*** Information given ***
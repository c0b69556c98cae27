//! Skeletonization
//!
//! Zhang-Suen thinning: two sub-iterations per round, each collecting
//! deletable contour pixels against the previous state and erasing them in
//! one batch. Rounds repeat until a full round deletes nothing, so the
//! result is an 8-connected skeleton one pixel wide along straight runs.

use wormscan_core::{BACKGROUND, FOREGROUND, PixelGrid};

// p2..p9 clockwise from north
const RING: [(i64, i64); 8] = [
    (0, -1),
    (1, -1),
    (1, 0),
    (1, 1),
    (0, 1),
    (-1, 1),
    (-1, 0),
    (-1, -1),
];

fn ring_values(grid: &PixelGrid, x: i64, y: i64) -> [bool; 8] {
    let mut v = [false; 8];
    for (i, (dx, dy)) in RING.iter().enumerate() {
        v[i] = grid.get_or(x + dx, y + dy, BACKGROUND) == FOREGROUND;
    }
    v
}

/// 0-to-1 transitions around the ring p2, p3, ..., p9, p2.
fn transitions(ring: &[bool; 8]) -> u32 {
    let mut count = 0;
    for i in 0..8 {
        if !ring[i] && ring[(i + 1) % 8] {
            count += 1;
        }
    }
    count
}

fn deletable(ring: &[bool; 8], second_pass: bool) -> bool {
    let neighbors = ring.iter().filter(|&&v| v).count();
    if !(2..=6).contains(&neighbors) {
        return false;
    }
    if transitions(ring) != 1 {
        return false;
    }
    let (p2, p4, p6, p8) = (ring[0], ring[2], ring[4], ring[6]);
    if second_pass {
        !(p2 && p4 && p8) && !(p2 && p6 && p8)
    } else {
        !(p2 && p4 && p6) && !(p4 && p6 && p8)
    }
}

/// Thins foreground down to a unit-width skeleton.
///
/// Line segments already one pixel wide pass through unchanged: their
/// endpoints have a single neighbor and interior pixels fail the
/// transition test.
pub fn thin(grid: &PixelGrid) -> PixelGrid {
    let (width, height) = grid.dimensions();
    let mut out = grid.clone();
    let mut to_clear: Vec<(u32, u32)> = Vec::new();
    // convergence bound; each round removes at least one contour layer
    let max_rounds = width.max(height).max(1);
    for _ in 0..max_rounds {
        let mut changed = false;
        for second_pass in [false, true] {
            to_clear.clear();
            for y in 0..height {
                for x in 0..width {
                    if out.get(x, y) != Some(FOREGROUND) {
                        continue;
                    }
                    let ring = ring_values(&out, x as i64, y as i64);
                    if deletable(&ring, second_pass) {
                        to_clear.push((x, y));
                    }
                }
            }
            for &(x, y) in &to_clear {
                out.data_mut()[(y * width + x) as usize] = BACKGROUND;
            }
            changed |= !to_clear.is_empty();
        }
        if !changed {
            break;
        }
    }
    out
}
***
▸ **Goal of the exercise**: Exactly as they appear, please write out the lines from the opening of the listing above down to the line containing "one contour layer", with both end lines included.

▸ **Solution below**:
repository c0b69556c98cae27
//! Skeletonization
//!
//! Zhang-Suen thinning: two sub-iterations per round, each collecting
//! deletable contour pixels against the previous state and erasing them in
//! one batch. Rounds repeat until a full round deletes nothing, so the
//! result is an 8-connected skeleton one pixel wide along straight runs.

use wormscan_core::{BACKGROUND, FOREGROUND, PixelGrid};

// p2..p9 clockwise from north
const RING: [(i64, i64); 8] = [
    (0, -1),
    (1, -1),
    (1, 0),
    (1, 1),
    (0, 1),
    (-1, 1),
    (-1, 0),
    (-1, -1),
];

fn ring_values(grid: &PixelGrid, x: i64, y: i64) -> [bool; 8] {
    let mut v = [false; 8];
    for (i, (dx, dy)) in RING.iter().enumerate() {
        v[i] = grid.get_or(x + dx, y + dy, BACKGROUND) == FOREGROUND;
    }
    v
}

/// 0-to-1 transitions around the ring p2, p3, ..., p9, p2.
fn transitions(ring: &[bool; 8]) -> u32 {
    let mut count = 0;
    for i in 0..8 {
        if !ring[i] && ring[(i + 1) % 8] {
            count += 1;
        }
    }
    count
}

fn deletable(ring: &[bool; 8], second_pass: bool) -> bool {
    let neighbors = ring.iter().filter(|&&v| v).count();
    if !(2..=6).contains(&neighbors) {
        return false;
    }
    if transitions(ring) != 1 {
        return false;
    }
    let (p2, p4, p6, p8) = (ring[0], ring[2], ring[4], ring[6]);
    if second_pass {
        !(p2 && p4 && p8) && !(p2 && p6 && p8)
    } else {
        !(p2 && p4 && p6) && !(p4 && p6 && p8)
    }
}

/// Thins foreground down to a unit-width skeleton.
///
/// Line segments already one pixel wide pass through unchanged: their
/// endpoints have a single neighbor and interior pixels fail the
/// transition test.
pub fn thin(grid: &PixelGrid) -> PixelGrid {
    let (width, height) = grid.dimensions();
    let mut out = grid.clone();
    let mut to_clear: Vec<(u32, u32)> = Vec::new();
    // convergence bound; each round removes at least one contour layer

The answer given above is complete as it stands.